初めて訪れたのは昨年2月。何度も足を運び、入居者と一緒にテレビを見たり、プリンを食べたりした。中でも、いつもリビングにいる西岡里子さん(99)と原とし子さん(84)の仲良しコンビは毎回、顔を合わせるのが楽しみだった。
原さんに「死ぬって、怖いですか?」と聞いたことがある。原さんは「そら怖いわー。死ぬん嫌やわ。みんなでな、ワーワーゆうてるんがええ」と言っていた。
ずっとにぎやかな「花・花」での暮らしを望んでいた原さんだったが、昨年8月、事情があって地域の高齢者施設に移っていった。「元気とは聞いてるんですけど、車いす生活みたいですね…」。山本さんも近況はよく分からないようだ。
結局、原さんには再会できなかった。本人の思い通りの暮らしができているのかどうか、気に掛かる。
◇ ◇
庭のベンチに山本さんと並んで座る。「私もね、利用者さんが亡くなった時、ご家族に『よー、生ききられましたね』って言うんですよ」。訪問看護ステーションの所長でもある山本さんは、在宅でも多くの人をみとっている。

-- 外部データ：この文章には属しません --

use crate::aspects::types::{AspectInstance, AspectMatch, AspectType, NatalAspect};
use crate::bodies::{normalize_degrees, BodySet};
use crate::ephemeris::types::BodyPositions;
use std::collections::BTreeMap;

/// Minimal circular separation between two longitudes, in [0, 180].
pub fn angular_separation(lon1: f64, lon2: f64) -> f64 {
    let raw_diff = (normalize_degrees(lon1) - normalize_degrees(lon2)).abs() % 360.0;
    if raw_diff > 180.0 {
        360.0 - raw_diff
    } else {
        raw_diff
    }
}

/// Matches longitude pairs against the six aspect types.
#[derive(Debug, Clone, PartialEq)]
pub struct AspectMatcher {
    max_orbs: BTreeMap<AspectType, f64>,
}

impl AspectMatcher {
    /// Matcher using the default maximum orb of every aspect type
    pub fn new() -> Self {
        Self {
            max_orbs: AspectType::ALL
                .iter()
                .map(|t| (*t, t.default_max_orb()))
                .collect(),
        }
    }

    /// Matcher with some maximum orbs overridden; missing types keep their default.
    pub fn with_max_orbs(overrides: &BTreeMap<AspectType, f64>) -> Self {
        let mut matcher = Self::new();
        for (aspect_type, orb) in overrides {
            matcher.max_orbs.insert(*aspect_type, *orb);
        }
        matcher
    }

    pub fn max_orb(&self, aspect_type: AspectType) -> f64 {
        self.max_orbs
            .get(&aspect_type)
            .copied()
            .unwrap_or_else(|| aspect_type.default_max_orb())
    }

    /// Find the best matching aspect between two longitudes.
    ///
    /// Smallest orb wins; equal orbs keep the type that comes first in
    /// [`AspectType::ALL`].
    pub fn find(&self, lon1: f64, lon2: f64) -> Option<AspectMatch> {
        let delta = angular_separation(lon1, lon2);

        let mut best: Option<AspectMatch> = None;
        for aspect_type in AspectType::ALL {
            let orb = (delta - aspect_type.exact_angle()).abs();
            if orb > self.max_orb(aspect_type) {
                continue;
            }
            let better = match &best {
                None => true,
                Some(current) => orb < current.orb,
            };
            if better {
                best = Some(AspectMatch {
                    aspect_type,
                    orb,
                    delta,
                });
            }
        }
        best
    }

    /// Aspects between every allowed transit body and every allowed natal body.
    ///
    /// The same body on both sides is a valid pair (e.g. a solar return).
    pub fn transit_aspects(
        &self,
        transit: &BodyPositions,
        natal: &BodyPositions,
        transit_bodies: &BodySet,
        natal_bodies: &BodySet,
    ) -> Vec<AspectInstance> {
        let mut out = Vec::new();
        for (transit_body, transit_lon) in transit.iter() {
            if !transit_bodies.contains(&transit_body) {
                continue;
            }
            for (natal_body, natal_lon) in natal.iter() {
                if !natal_bodies.contains(&natal_body) {
                    continue;
                }
                if let Some(m) = self.find(transit_lon, natal_lon) {
                    out.push(AspectInstance {
                        transit: transit_body,
                        natal: natal_body,
                        aspect_type: m.aspect_type,
                        orb: m.orb,
                        delta: m.delta,
                    });
                }
            }
        }
        out
    }

    /// Aspects between all unordered pairs of a single chart
    pub fn natal_aspects(&self, positions: &BodyPositions) -> Vec<NatalAspect> {
        let bodies: Vec<_> = positions.iter().collect();
        let mut out = Vec::new();
        for i in 0..bodies.len() {
            for j in (i + 1)..bodies.len() {
                let (first, lon1) = bodies[i];
                let (second, lon2) = bodies[j];
                if let Some(m) = self.find(lon1, lon2) {
                    out.push(NatalAspect {
                        first,
                        second,
                        aspect_type: m.aspect_type,
                        orb: m.orb,
                        delta: m.delta,
                    });
                }
            }
        }
        out
    }
}

impl Default for AspectMatcher {
    fn default() -> Self {
        Self::new()
    }
}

「皆さん、最後にやっておかねばと思ったことを、しっかりやってから死んでいくんですよ。例えばね、『妹を小林幸子ショーに連れて行きたい』って言ってた人が実現してから逝ったり、『おじいちゃんをみとってから』って話していた女性は、そのご主人が逝った2日後に亡くなったり…。私たちも協力して、気掛かりをなくしてあげられたらなあって、考えてるんです」
◇ ◇
「生ききる」。昨年4月、マギーズ東京の秋山正子センター長に聞いた時は、その人が自分らしく人生を歩き終える、そう解釈した。